__Input material__:
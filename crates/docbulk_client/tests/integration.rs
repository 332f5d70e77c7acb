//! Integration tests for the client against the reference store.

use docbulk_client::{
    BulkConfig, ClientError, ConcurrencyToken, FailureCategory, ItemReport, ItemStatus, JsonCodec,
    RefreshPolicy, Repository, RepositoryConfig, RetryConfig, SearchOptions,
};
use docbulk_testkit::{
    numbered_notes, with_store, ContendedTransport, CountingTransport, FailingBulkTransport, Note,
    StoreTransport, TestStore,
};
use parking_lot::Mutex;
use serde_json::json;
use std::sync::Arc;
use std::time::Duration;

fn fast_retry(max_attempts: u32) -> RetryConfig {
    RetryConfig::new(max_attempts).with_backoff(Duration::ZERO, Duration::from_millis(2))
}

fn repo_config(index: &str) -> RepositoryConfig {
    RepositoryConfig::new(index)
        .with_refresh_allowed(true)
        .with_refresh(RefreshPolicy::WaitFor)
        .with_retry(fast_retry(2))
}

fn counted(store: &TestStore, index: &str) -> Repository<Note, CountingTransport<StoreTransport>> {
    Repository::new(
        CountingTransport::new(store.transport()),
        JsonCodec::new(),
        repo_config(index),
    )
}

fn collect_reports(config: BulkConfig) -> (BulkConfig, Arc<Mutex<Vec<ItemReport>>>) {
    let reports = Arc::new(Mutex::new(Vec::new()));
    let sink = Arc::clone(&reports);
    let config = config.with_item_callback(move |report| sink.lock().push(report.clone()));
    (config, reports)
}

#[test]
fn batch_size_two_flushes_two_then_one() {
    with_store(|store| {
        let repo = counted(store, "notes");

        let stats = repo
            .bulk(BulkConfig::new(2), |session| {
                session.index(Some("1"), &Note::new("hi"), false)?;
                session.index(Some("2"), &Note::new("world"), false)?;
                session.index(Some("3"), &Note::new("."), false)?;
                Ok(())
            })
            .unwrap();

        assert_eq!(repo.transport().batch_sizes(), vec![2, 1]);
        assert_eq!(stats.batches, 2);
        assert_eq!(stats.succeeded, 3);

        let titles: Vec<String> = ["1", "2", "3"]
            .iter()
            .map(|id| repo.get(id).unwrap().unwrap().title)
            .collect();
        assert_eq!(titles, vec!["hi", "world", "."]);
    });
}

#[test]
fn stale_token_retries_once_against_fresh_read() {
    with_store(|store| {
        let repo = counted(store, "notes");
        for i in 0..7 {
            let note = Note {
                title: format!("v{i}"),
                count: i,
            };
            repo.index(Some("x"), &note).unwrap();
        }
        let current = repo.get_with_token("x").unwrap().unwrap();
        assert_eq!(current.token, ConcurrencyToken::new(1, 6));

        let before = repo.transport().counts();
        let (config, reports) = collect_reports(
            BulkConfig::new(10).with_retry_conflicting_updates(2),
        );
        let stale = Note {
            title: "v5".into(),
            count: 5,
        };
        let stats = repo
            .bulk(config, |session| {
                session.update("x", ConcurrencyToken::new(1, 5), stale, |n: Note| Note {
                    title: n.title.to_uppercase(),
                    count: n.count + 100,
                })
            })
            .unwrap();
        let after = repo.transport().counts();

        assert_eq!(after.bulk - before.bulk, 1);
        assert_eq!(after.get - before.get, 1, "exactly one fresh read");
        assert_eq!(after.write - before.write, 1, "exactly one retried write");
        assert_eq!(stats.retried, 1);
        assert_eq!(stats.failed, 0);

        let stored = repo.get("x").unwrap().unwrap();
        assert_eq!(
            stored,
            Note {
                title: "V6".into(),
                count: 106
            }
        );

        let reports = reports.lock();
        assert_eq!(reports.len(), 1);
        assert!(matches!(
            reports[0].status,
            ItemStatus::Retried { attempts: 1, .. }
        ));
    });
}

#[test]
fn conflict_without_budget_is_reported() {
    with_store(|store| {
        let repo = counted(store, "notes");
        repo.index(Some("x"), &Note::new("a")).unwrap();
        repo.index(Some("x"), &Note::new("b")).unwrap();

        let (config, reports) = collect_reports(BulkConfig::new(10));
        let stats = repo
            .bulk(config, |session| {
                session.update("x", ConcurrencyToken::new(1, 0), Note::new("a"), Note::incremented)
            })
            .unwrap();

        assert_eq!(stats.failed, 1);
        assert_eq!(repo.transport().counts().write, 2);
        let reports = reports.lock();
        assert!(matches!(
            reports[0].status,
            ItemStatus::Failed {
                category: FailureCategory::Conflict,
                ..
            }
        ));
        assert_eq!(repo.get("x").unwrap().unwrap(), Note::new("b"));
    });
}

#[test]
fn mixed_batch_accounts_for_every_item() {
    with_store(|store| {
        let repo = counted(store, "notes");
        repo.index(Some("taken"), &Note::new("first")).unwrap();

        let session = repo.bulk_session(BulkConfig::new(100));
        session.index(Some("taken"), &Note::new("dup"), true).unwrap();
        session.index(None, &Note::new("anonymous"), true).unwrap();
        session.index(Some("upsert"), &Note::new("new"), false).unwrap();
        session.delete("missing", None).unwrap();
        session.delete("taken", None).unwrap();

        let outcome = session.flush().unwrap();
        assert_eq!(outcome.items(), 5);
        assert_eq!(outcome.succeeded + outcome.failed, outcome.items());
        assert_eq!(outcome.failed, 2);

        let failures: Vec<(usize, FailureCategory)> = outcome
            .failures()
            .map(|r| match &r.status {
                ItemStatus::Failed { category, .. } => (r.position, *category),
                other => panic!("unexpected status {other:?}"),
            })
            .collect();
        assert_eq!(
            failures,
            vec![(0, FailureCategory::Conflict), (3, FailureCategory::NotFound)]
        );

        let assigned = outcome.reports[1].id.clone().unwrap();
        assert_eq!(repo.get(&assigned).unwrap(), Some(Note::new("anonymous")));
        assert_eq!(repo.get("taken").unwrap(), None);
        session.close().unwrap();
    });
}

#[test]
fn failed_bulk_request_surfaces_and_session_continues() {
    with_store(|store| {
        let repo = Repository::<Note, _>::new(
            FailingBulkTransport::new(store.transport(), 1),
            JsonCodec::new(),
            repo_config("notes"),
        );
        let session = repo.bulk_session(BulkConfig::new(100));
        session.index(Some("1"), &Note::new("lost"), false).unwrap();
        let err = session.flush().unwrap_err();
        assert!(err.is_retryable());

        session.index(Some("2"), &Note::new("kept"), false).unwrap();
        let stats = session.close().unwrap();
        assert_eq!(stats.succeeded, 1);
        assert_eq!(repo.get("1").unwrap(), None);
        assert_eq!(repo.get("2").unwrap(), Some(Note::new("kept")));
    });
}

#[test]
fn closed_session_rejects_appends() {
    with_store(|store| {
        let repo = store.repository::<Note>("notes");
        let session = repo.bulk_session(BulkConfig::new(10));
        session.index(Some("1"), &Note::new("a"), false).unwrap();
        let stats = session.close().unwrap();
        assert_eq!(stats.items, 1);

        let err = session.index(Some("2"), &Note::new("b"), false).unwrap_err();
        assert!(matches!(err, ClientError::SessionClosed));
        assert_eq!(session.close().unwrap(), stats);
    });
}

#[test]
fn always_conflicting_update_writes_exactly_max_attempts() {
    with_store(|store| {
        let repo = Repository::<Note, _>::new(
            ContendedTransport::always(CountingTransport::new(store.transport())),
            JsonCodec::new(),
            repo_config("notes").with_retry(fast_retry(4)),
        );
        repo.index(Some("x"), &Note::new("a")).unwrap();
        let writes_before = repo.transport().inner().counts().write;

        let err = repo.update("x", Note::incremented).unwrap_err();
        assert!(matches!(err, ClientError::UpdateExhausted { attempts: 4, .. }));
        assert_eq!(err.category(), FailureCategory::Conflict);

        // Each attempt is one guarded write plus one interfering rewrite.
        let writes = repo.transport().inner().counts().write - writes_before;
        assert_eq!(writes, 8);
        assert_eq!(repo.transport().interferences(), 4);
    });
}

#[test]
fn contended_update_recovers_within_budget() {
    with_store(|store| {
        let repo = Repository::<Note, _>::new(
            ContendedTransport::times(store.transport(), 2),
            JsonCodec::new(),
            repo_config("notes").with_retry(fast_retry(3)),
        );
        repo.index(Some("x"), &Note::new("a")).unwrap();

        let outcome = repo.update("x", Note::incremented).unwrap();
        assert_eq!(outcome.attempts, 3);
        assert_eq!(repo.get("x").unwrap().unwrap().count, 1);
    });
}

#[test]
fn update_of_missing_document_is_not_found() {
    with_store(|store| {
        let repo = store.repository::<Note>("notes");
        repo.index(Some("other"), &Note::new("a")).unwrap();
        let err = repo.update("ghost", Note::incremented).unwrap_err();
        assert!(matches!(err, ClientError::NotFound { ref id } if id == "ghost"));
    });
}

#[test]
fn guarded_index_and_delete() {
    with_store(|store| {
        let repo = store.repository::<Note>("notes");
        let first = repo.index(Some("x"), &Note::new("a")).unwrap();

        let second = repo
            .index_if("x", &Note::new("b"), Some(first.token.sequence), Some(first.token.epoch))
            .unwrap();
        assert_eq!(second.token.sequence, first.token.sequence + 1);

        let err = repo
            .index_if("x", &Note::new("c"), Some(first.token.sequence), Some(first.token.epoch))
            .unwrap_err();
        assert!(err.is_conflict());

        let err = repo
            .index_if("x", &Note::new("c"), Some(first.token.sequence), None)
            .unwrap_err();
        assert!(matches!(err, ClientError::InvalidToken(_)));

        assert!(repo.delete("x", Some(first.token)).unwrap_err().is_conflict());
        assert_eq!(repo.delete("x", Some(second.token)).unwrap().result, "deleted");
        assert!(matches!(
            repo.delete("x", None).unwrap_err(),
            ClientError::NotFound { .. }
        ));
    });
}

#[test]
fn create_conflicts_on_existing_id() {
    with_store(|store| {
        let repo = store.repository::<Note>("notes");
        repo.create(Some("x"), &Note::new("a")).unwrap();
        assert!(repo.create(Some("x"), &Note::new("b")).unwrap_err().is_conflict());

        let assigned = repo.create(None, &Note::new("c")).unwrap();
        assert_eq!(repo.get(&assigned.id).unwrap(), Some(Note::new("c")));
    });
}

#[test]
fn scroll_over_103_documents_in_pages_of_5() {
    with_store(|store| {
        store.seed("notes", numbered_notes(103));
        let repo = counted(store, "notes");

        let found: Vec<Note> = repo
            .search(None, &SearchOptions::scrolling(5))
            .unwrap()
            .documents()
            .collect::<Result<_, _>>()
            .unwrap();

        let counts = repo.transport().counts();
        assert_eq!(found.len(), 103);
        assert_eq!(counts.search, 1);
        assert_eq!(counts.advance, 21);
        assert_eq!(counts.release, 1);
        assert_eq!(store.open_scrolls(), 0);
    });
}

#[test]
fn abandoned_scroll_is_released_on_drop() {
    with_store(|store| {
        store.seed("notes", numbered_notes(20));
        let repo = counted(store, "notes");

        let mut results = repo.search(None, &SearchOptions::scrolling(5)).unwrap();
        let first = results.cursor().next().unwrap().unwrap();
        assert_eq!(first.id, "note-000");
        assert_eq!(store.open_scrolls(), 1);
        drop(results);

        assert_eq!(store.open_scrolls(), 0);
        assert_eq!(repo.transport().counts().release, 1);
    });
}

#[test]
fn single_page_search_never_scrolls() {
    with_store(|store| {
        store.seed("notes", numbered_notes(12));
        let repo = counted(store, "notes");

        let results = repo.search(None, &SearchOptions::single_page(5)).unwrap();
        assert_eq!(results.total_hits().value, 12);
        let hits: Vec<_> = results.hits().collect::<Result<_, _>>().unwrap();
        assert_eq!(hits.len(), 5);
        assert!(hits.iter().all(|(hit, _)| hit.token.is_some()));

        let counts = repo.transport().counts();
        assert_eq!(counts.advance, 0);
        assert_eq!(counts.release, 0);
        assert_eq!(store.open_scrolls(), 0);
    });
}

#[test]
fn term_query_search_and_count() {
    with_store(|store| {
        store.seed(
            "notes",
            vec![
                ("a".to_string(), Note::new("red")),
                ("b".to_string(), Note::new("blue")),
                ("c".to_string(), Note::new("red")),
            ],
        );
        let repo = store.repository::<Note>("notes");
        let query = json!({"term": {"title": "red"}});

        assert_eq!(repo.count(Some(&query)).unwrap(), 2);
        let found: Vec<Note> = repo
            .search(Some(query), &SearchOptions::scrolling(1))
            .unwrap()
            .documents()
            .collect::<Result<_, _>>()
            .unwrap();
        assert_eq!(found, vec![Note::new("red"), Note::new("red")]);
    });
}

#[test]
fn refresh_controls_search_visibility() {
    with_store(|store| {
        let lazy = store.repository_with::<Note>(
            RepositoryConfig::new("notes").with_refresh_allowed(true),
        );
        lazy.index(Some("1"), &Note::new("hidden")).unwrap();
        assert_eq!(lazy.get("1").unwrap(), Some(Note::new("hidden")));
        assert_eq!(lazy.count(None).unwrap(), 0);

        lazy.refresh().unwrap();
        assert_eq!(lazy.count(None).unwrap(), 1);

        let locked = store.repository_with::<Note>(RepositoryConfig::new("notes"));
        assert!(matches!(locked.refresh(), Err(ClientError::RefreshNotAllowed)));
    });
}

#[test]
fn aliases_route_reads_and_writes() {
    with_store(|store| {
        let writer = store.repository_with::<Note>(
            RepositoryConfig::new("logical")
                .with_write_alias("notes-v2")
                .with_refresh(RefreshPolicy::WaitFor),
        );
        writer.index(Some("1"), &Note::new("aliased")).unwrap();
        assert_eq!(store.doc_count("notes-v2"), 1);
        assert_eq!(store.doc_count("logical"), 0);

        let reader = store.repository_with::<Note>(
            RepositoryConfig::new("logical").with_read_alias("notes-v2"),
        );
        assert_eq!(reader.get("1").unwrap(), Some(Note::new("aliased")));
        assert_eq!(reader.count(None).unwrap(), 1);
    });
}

__Exercise__:
A single number is the whole answer: how many lines in the listing contain "locked"?

__Answer to the problem__:
2